According to the 2010 census, the region had a population of 4,010,054, making it the second most populous (total number of people) region of Ghana behind the Ashanti Region.

The Ga sub-group of the Ga-Dangme people is the historical population of Accra. They form the largest ethnic sub-group in the Greater Accra Region, with 18.9% of the population. The Ga peoples were organized into six independent towns (Accra (Ga Mashie), Osu, La, Teshie, Nungua, and Tema). Each town had a stool, which served as the central object of Ga ritual and war magic. The town of La has a community bank which offers banking services to them.

The largest portion of the population of Accra is Akan, at 39.8% of the population. The next largest group is Ga-Dangme at 29.7% of the population. After this 18% of the population is Ewe.

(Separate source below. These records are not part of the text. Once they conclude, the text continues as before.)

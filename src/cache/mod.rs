// =============================================================================
// Prediction Cache
// =============================================================================
//
// A bounded, expiring key/value store shared by every request. Time is read
// through the `Clock` trait so tests can step it by hand.

pub mod ttl_cache;

use std::time::Instant;

use sha2::{Digest, Sha256};

use crate::types::Strategy;

pub use ttl_cache::{spawn_sweeper, CacheStats, TtlCache};

/// Monotonic time source.
pub trait Clock: Send + Sync {
    fn now(&self) -> Instant;
}

/// Wall-clock time via `Instant::now`.
#[derive(Debug, Default, Clone, Copy)]
pub struct SystemClock;

impl Clock for SystemClock {
    fn now(&self) -> Instant {
        Instant::now()
    }
}

/// Clock that only moves when told to.
#[cfg(test)]
#[derive(Debug)]
pub struct ManualClock {
    now: parking_lot::Mutex<Instant>,
}

#[cfg(test)]
impl ManualClock {
    pub fn new() -> Self {
        Self {
            now: parking_lot::Mutex::new(Instant::now()),
        }
    }

    pub fn advance(&self, by: std::time::Duration) {
        *self.now.lock() += by;
    }
}

#[cfg(test)]
impl Clock for ManualClock {
    fn now(&self) -> Instant {
        *self.now.lock()
    }
}

/// Cache key for a request: hex SHA-256 over the last `window` points and the
/// strategy name. `window` is clamped to at least one point.
pub fn fingerprint(points: &[f64], window: usize, strategy: Strategy) -> String {
    let tail = &points[points.len().saturating_sub(window.max(1))..];
    let mut hasher = Sha256::new();
    for (i, p) in tail.iter().enumerate() {
        if i > 0 {
            hasher.update(b",");
        }
        hasher.update(p.to_string().as_bytes());
    }
    hasher.update(b"|");
    hasher.update(strategy.to_string().as_bytes());
    hex::encode(hasher.finalize())
}

#[cfg(test)]
mod tests {
    use super::*;

    #[test]
    fn fingerprint_depends_on_tail_and_strategy() {
        let a = [9.0, 1.0, 2.0, 3.0];
        let b = [7.0, 1.0, 2.0, 3.0];
        assert_eq!(
            fingerprint(&a, 3, Strategy::Balanced),
            fingerprint(&b, 3, Strategy::Balanced)
        );
        assert_ne!(
            fingerprint(&a, 4, Strategy::Balanced),
            fingerprint(&b, 4, Strategy::Balanced)
        );
        assert_ne!(
            fingerprint(&a, 3, Strategy::Balanced),
            fingerprint(&a, 3, Strategy::Aggressive)
        );
        assert_eq!(fingerprint(&a, 3, Strategy::Balanced).len(), 64);
    }

    #[test]
    fn zero_window_hashes_last_point() {
        let a = [1.0, 2.0, 3.0];
        let b = [1.0, 2.0, 4.0];
        assert_eq!(
            fingerprint(&a, 0, Strategy::Balanced),
            fingerprint(&a, 1, Strategy::Balanced)
        );
        assert_ne!(
            fingerprint(&a, 0, Strategy::Balanced),
            fingerprint(&b, 0, Strategy::Balanced)
        );
    }

    #[test]
    fn manual_clock_advances() {
        use std::time::Duration;

        let clock = ManualClock::new();
        let t0 = clock.now();
        clock.advance(Duration::from_secs(2));
        assert_eq!(clock.now() - t0, Duration::from_secs(2));
    }
}
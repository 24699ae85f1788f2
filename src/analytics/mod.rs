// =============================================================================
// Analytics Engine
// =============================================================================
//
// Pure, stateless reduction of an observation series into a statistical
// snapshot, pattern signals and streak state. Safe to call from any number of
// concurrent requests; the only external input is the caller's random source
// for the Monte-Carlo estimate.

pub mod patterns;
pub mod stats;
pub mod streaks;

use rand::RngCore;
use serde::Serialize;

pub use patterns::{detect_patterns, PatternSignal};
pub use stats::{mean, median, AnalyticsSnapshot};
pub use streaks::{analyze_streaks, StreakState};

/// Everything the engine derives from one series.
#[derive(Debug, Clone, Serialize)]
pub struct MarketAnalysis {
    pub snapshot: AnalyticsSnapshot,
    pub patterns: Vec<PatternSignal>,
    pub streaks: StreakState,
}

/// Analyse `points`. Returns `None` when the series is empty.
pub fn analyze(points: &[f64], trials: usize, rng: &mut dyn RngCore) -> Option<MarketAnalysis> {
    let streaks = analyze_streaks(points)?;
    Some(MarketAnalysis {
        snapshot: stats::build_snapshot(points, trials, rng),
        patterns: detect_patterns(points),
        streaks,
    })
}
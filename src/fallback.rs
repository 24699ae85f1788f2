// =============================================================================
// Fallback Generator — deterministic forecast when no oracle answered
// =============================================================================
//
// No randomness and no I/O: the same series always yields the same answer, so
// the total-failure path is reproducible.

use crate::analytics::mean;
use crate::consensus::ConsensusResult;
use crate::types::{format_multiplier, ConfidenceLabel, Strategy};

const SERIES_WINDOW: usize = 5;
const UPLIFT: f64 = 1.1;
const FLOOR: f64 = 1.5;
const CEILING: f64 = 10.0;

/// Fixed answer for an absent or empty series.
pub fn canned() -> ConsensusResult {
    ConsensusResult {
        prediction: "2.15x".to_string(),
        confidence: ConfidenceLabel::Low,
        comment: "Fallback prediction - insufficient data".to_string(),
        strategy: Strategy::Conservative.to_string(),
        entry_timing: "Wait 1-2 rounds".to_string(),
        risk_level: 3,
        models_used: 0,
        explanation: None,
        pattern_signal: None,
        mathematical_basis: None,
        streak_factor: None,
        volatility_adjustment: None,
        fallback: true,
    }
}

/// Mean of the last five points, lifted by 10% and clamped to [1.5, 10.0].
pub fn generate(points: &[f64]) -> ConsensusResult {
    if points.is_empty() {
        return canned();
    }

    let tail = &points[points.len().saturating_sub(SERIES_WINDOW)..];
    let value = (mean(tail) * UPLIFT).clamp(FLOOR, CEILING);

    ConsensusResult {
        prediction: format_multiplier(value),
        confidence: ConfidenceLabel::Medium,
        comment: "Mathematical fallback based on recent average".to_string(),
        strategy: Strategy::Balanced.to_string(),
        entry_timing: "Immediate".to_string(),
        risk_level: 4,
        models_used: 0,
        explanation: None,
        pattern_signal: None,
        mathematical_basis: None,
        streak_factor: None,
        volatility_adjustment: None,
        fallback: true,
    }
}
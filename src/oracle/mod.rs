// =============================================================================
// Forecast Oracle
// =============================================================================
//
// The oracle is a hosted text-completion service. Its whole contract is:
// given a prompt and a temperature, return text that should decode into one
// `ForecastVote`, or fail. Everything here is built around that seam:
//
// - `ForecastOracle`      — the trait the orchestrator fans out over
// - `ChatCompletionClient` — OpenAI-compatible HTTP implementation
// - `prompt`              — prompt text built from the analytics output
// - `vote`                — strict decoding of the oracle's answer

pub mod client;
pub mod prompt;
pub mod vote;

use std::time::Duration;

use async_trait::async_trait;

pub use client::ChatCompletionClient;
pub use vote::{decode_vote, ForecastVote, VoteParseError};

/// Failure of a single oracle call. Never propagated to the caller directly;
/// it only counts towards the failed-call tally.
#[derive(Debug, Clone, PartialEq)]
pub enum OracleCallError {
    /// Network-level failure (connect, TLS, body read).
    Transport(String),
    /// Non-success HTTP status.
    Status { status: u16, body: String },
    /// Success status but the completion envelope lacks the message text.
    Envelope(String),
    /// Message text does not decode into a vote.
    Decode(VoteParseError),
    /// The call exceeded its time bound and was abandoned.
    Timeout(Duration),
    /// The spawned call task died before producing a result.
    TaskFailed(String),
}

impl std::error::Error for OracleCallError {}

impl std::fmt::Display for OracleCallError {
    fn fmt(&self, f: &mut std::fmt::Formatter<'_>) -> std::fmt::Result {
        match self {
            Self::Transport(msg) => write!(f, "oracle transport error: {msg}"),
            Self::Status { status, body } => write!(f, "oracle API error: {status}: {body}"),
            Self::Envelope(msg) => write!(f, "malformed completion envelope: {msg}"),
            Self::Decode(e) => write!(f, "{e}"),
            Self::Timeout(d) => write!(f, "oracle call timed out after {} ms", d.as_millis()),
            Self::TaskFailed(msg) => write!(f, "oracle task failed: {msg}"),
        }
    }
}

impl From<VoteParseError> for OracleCallError {
    fn from(e: VoteParseError) -> Self {
        Self::Decode(e)
    }
}

/// Anything that can answer a forecast prompt.
#[async_trait]
pub trait ForecastOracle: Send + Sync {
    /// Return the raw completion text for `prompt` sampled at `temperature`.
    async fn complete(&self, prompt: &str, temperature: f64) -> Result<String, OracleCallError>;
}

/// One independently parameterised oracle call.
#[derive(Debug, Clone, PartialEq, serde::Serialize, serde::Deserialize)]
pub struct Posture {
    pub name: String,
    pub temperature: f64,
}

impl Posture {
    pub fn new(name: impl Into<String>, temperature: f64) -> Self {
        Self {
            name: name.into(),
            temperature,
        }
    }

    /// Conservative, balanced and aggressive postures, in submission order.
    pub fn defaults() -> Vec<Self> {
        vec![
            Self::new("conservative", 0.3),
            Self::new("balanced", 0.7),
            Self::new("aggressive", 0.9),
        ]
    }
}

In 1960 the population of the Greater Accra Region was 491,817. In 2000 the population was 2,905,726. In 2010 the population was 4,010,054.

===Religion===
The religious affiliations of the people of the Greater Accra region are below:
- Christian – 77.8%
- Muslim –16.2%
- Other Religions – 4.6%
- Traditional – 1.4%

==Transportation==
The Greater Accra region is served by the Accra International Airport in Accra. The airport offers flight to destinations within Ghana, the African continent and to other continents.

There is an active railway line connecting Accra and Tema.

==Festivals==
The Ga people celebrate the Homowo festival, which literally means "hooting at hunger." This festival originated several centuries ago. It is celebrated in remembrance of a famine that hit the Ga people in the 16th century. It is mainly a food festival which celebrates the passing of that period in Ga history. It takes place in August every year and is celebrated by all the Ga clans.

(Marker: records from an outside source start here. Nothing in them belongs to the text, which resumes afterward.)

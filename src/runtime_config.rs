// =============================================================================
// Runtime Configuration — predictor settings with serde defaults
// =============================================================================
//
// Every tunable of the forecast engine lives here. All fields carry
// `#[serde(default)]` so that a partial (or empty) JSON file still loads, and
// adding new fields never breaks an older config file.
//
// Secrets never live in this file: the oracle API key is read from the
// environment only.
// =============================================================================

use std::collections::HashMap;
use std::path::Path;

use anyhow::{Context, Result};
use serde::{Deserialize, Serialize};
use tracing::info;

use crate::oracle::Posture;

// =============================================================================
// Default-value helpers (required by serde `default = "..."` attribute)
// =============================================================================

fn default_base_url() -> String {
    "https://api.groq.com/openai/v1".to_string()
}

fn default_model() -> String {
    "llama3-70b-8192".to_string()
}

fn default_max_tokens() -> u32 {
    1000
}

fn default_top_p() -> f64 {
    0.9
}

fn default_call_timeout_secs() -> u64 {
    20
}

fn default_postures() -> Vec<Posture> {
    Posture::defaults()
}

fn default_bind_addr() -> String {
    "0.0.0.0:3001".to_string()
}

fn default_min_series_len() -> usize {
    10
}

fn default_analysis_window() -> usize {
    50
}

fn default_fingerprint_window() -> usize {
    10
}

fn default_audit_window() -> usize {
    10
}

fn default_monte_carlo_trials() -> usize {
    1000
}

fn default_cache_capacity() -> usize {
    1000
}

fn default_cache_ttl_secs() -> u64 {
    300
}

fn default_cache_sweep_interval_secs() -> u64 {
    300
}

fn default_latency_window() -> usize {
    100
}

fn default_latency_thresholds_ms() -> HashMap<String, u64> {
    HashMap::from([
        ("oracle_prediction".to_string(), 5000),
        ("audit_write".to_string(), 2000),
    ])
}

fn default_journal_capacity() -> usize {
    100
}

fn default_audit_timeout_ms() -> u64 {
    2000
}

// =============================================================================
// OracleConfig
// =============================================================================

/// Where and how the forecast oracle is called.
#[derive(Debug, Clone, Serialize, Deserialize)]
pub struct OracleConfig {
    /// Base URL of an OpenAI-compatible API (without `/chat/completions`).
    #[serde(default = "default_base_url")]
    pub base_url: String,

    #[serde(default = "default_model")]
    pub model: String,

    #[serde(default = "default_max_tokens")]
    pub max_tokens: u32,

    #[serde(default = "default_top_p")]
    pub top_p: f64,

    /// Hard bound on one oracle call. Exceeding it counts as a failure.
    #[serde(default = "default_call_timeout_secs")]
    pub call_timeout_secs: u64,

    /// Calls issued per request, in submission order.
    #[serde(default = "default_postures")]
    pub postures: Vec<Posture>,
}

impl Default for OracleConfig {
    fn default() -> Self {
        Self {
            base_url: default_base_url(),
            model: default_model(),
            max_tokens: default_max_tokens(),
            top_p: default_top_p(),
            call_timeout_secs: default_call_timeout_secs(),
            postures: default_postures(),
        }
    }
}

// =============================================================================
// RuntimeConfig
// =============================================================================

/// Top-level configuration for the forecast engine.
#[derive(Debug, Clone, Serialize, Deserialize)]
pub struct RuntimeConfig {
    // --- Server --------------------------------------------------------------

    #[serde(default = "default_bind_addr")]
    pub bind_addr: String,

    // --- Input & analysis ----------------------------------------------------

    /// Shortest series accepted by the predictor.
    #[serde(default = "default_min_series_len")]
    pub min_series_len: usize,

    /// Number of trailing points analysed and shown to the oracle.
    #[serde(default = "default_analysis_window")]
    pub analysis_window: usize,

    /// Number of trailing points hashed into the cache key.
    #[serde(default = "default_fingerprint_window")]
    pub fingerprint_window: usize,

    /// Number of trailing points attached to each audit record.
    #[serde(default = "default_audit_window")]
    pub audit_window: usize,

    #[serde(default = "default_monte_carlo_trials")]
    pub monte_carlo_trials: usize,

    /// Fixed seed for the Monte-Carlo estimate. `None` seeds from entropy.
    #[serde(default)]
    pub monte_carlo_seed: Option<u64>,

    // --- Cache ---------------------------------------------------------------

    #[serde(default = "default_cache_capacity")]
    pub cache_capacity: usize,

    #[serde(default = "default_cache_ttl_secs")]
    pub cache_ttl_secs: u64,

    #[serde(default = "default_cache_sweep_interval_secs")]
    pub cache_sweep_interval_secs: u64,

    // --- Latency -------------------------------------------------------------

    #[serde(default = "default_latency_window")]
    pub latency_window: usize,

    /// Per-operation degradation thresholds in milliseconds.
    #[serde(default = "default_latency_thresholds_ms")]
    pub latency_thresholds_ms: HashMap<String, u64>,

    // --- Audit ---------------------------------------------------------------

    #[serde(default = "default_journal_capacity")]
    pub journal_capacity: usize,

    /// Bound on one audit write. An overrun is logged as a persistence failure.
    #[serde(default = "default_audit_timeout_ms")]
    pub audit_timeout_ms: u64,

    // --- Oracle --------------------------------------------------------------

    #[serde(default)]
    pub oracle: OracleConfig,
}

impl Default for RuntimeConfig {
    fn default() -> Self {
        Self {
            bind_addr: default_bind_addr(),
            min_series_len: default_min_series_len(),
            analysis_window: default_analysis_window(),
            fingerprint_window: default_fingerprint_window(),
            audit_window: default_audit_window(),
            monte_carlo_trials: default_monte_carlo_trials(),
            monte_carlo_seed: None,
            cache_capacity: default_cache_capacity(),
            cache_ttl_secs: default_cache_ttl_secs(),
            cache_sweep_interval_secs: default_cache_sweep_interval_secs(),
            latency_window: default_latency_window(),
            latency_thresholds_ms: default_latency_thresholds_ms(),
            journal_capacity: default_journal_capacity(),
            audit_timeout_ms: default_audit_timeout_ms(),
            oracle: OracleConfig::default(),
        }
    }
}

impl RuntimeConfig {
    /// Load configuration from a JSON file at `path`.
    ///
    /// If the file does not exist, returns an error so the caller can fall
    /// back to defaults with a warning.
    pub fn load(path: impl AsRef<Path>) -> Result<Self> {
        let path = path.as_ref();

        let content = std::fs::read_to_string(path)
            .with_context(|| format!("failed to read runtime config from {}", path.display()))?;

        let config: Self = serde_json::from_str(&content)
            .with_context(|| format!("failed to parse runtime config from {}", path.display()))?;

        info!(
            path = %path.display(),
            model = %config.oracle.model,
            postures = config.oracle.postures.len(),
            "runtime config loaded"
        );

        Ok(config)
    }

    /// Apply environment overrides on top of the file/default values.
    pub fn apply_env_overrides(&mut self) -> Result<()> {
        if let Ok(url) = std::env::var("ORACLE_BASE_URL") {
            self.oracle.base_url = url;
        }
        if let Ok(model) = std::env::var("ORACLE_MODEL") {
            self.oracle.model = model;
        }
        if let Ok(addr) = std::env::var("PREDICTOR_BIND_ADDR") {
            self.bind_addr = addr;
        }
        if let Ok(seed) = std::env::var("MONTE_CARLO_SEED") {
            let seed = seed
                .trim()
                .parse::<u64>()
                .with_context(|| format!("MONTE_CARLO_SEED '{seed}' is not a u64"))?;
            self.monte_carlo_seed = Some(seed);
        }
        Ok(())
    }
}

// =============================================================================
// Tests
// =============================================================================
#[cfg(test)]
mod tests {
    use super::*;

    #[test]
    fn default_config_has_expected_values() {
        let cfg = RuntimeConfig::default();
        assert_eq!(cfg.min_series_len, 10);
        assert_eq!(cfg.analysis_window, 50);
        assert_eq!(cfg.cache_capacity, 1000);
        assert_eq!(cfg.cache_ttl_secs, 300);
        assert_eq!(cfg.latency_window, 100);
        assert_eq!(cfg.latency_thresholds_ms.get("oracle_prediction"), Some(&5000));
        assert_eq!(cfg.oracle.postures.len(), 3);
        assert_eq!(cfg.oracle.postures[0].temperature, 0.3);
        assert_eq!(cfg.oracle.postures[2].temperature, 0.9);
        assert!(cfg.monte_carlo_seed.is_none());
    }

    #[test]
    fn deserialise_empty_json_uses_defaults() {
        let cfg: RuntimeConfig = serde_json::from_str("{}").unwrap();
        assert_eq!(cfg.fingerprint_window, 10);
        assert_eq!(cfg.audit_timeout_ms, 2000);
        assert_eq!(cfg.oracle.model, "llama3-70b-8192");
        assert_eq!(cfg.oracle.call_timeout_secs, 20);
    }

    #[test]
    fn deserialise_partial_json_fills_defaults() {
        let json = r#"{ "cache_capacity": 5, "oracle": { "model": "mixtral" }, "monte_carlo_seed": 7 }"#;
        let cfg: RuntimeConfig = serde_json::from_str(json).unwrap();
        assert_eq!(cfg.cache_capacity, 5);
        assert_eq!(cfg.oracle.model, "mixtral");
        assert_eq!(cfg.oracle.max_tokens, 1000);
        assert_eq!(cfg.monte_carlo_seed, Some(7));
        assert_eq!(cfg.oracle.postures[1].name, "balanced");
    }

    #[test]
    fn load_missing_file_is_an_error() {
        assert!(RuntimeConfig::load("/definitely/not/here.json").is_err());
    }
}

The Adangbe people from Ada celebrate the Asafotu festival, which is also called 'Asafotufiam', an annual warrior's festival celebrated by Ada people from the last Thursday of July to the first weekend of August commemorates the victories of the warriors in battle and is a memorial for those who fell on the battlefield. To re-enact these historic events, the warriors dress in traditional battle dress and stage a mock battle. This is also a time for male rites of passage, when men are introduced to warfare. The festival also coincides with the harvest cycle, when these customs and ceremonies are performed. These include purification ceremonies. The celebration reaches its climax with a durbar of chiefs, a colourful procession of the Chiefs in palanquins with their retinue. They are accompanied by traditional military groups called 'Asafo Companies' amidst drumming, singing and dancing through the streets and on the durbar grounds. At the durbar, greetings are exchanged between the chiefs, libations are poured and declarations of allegiance are made.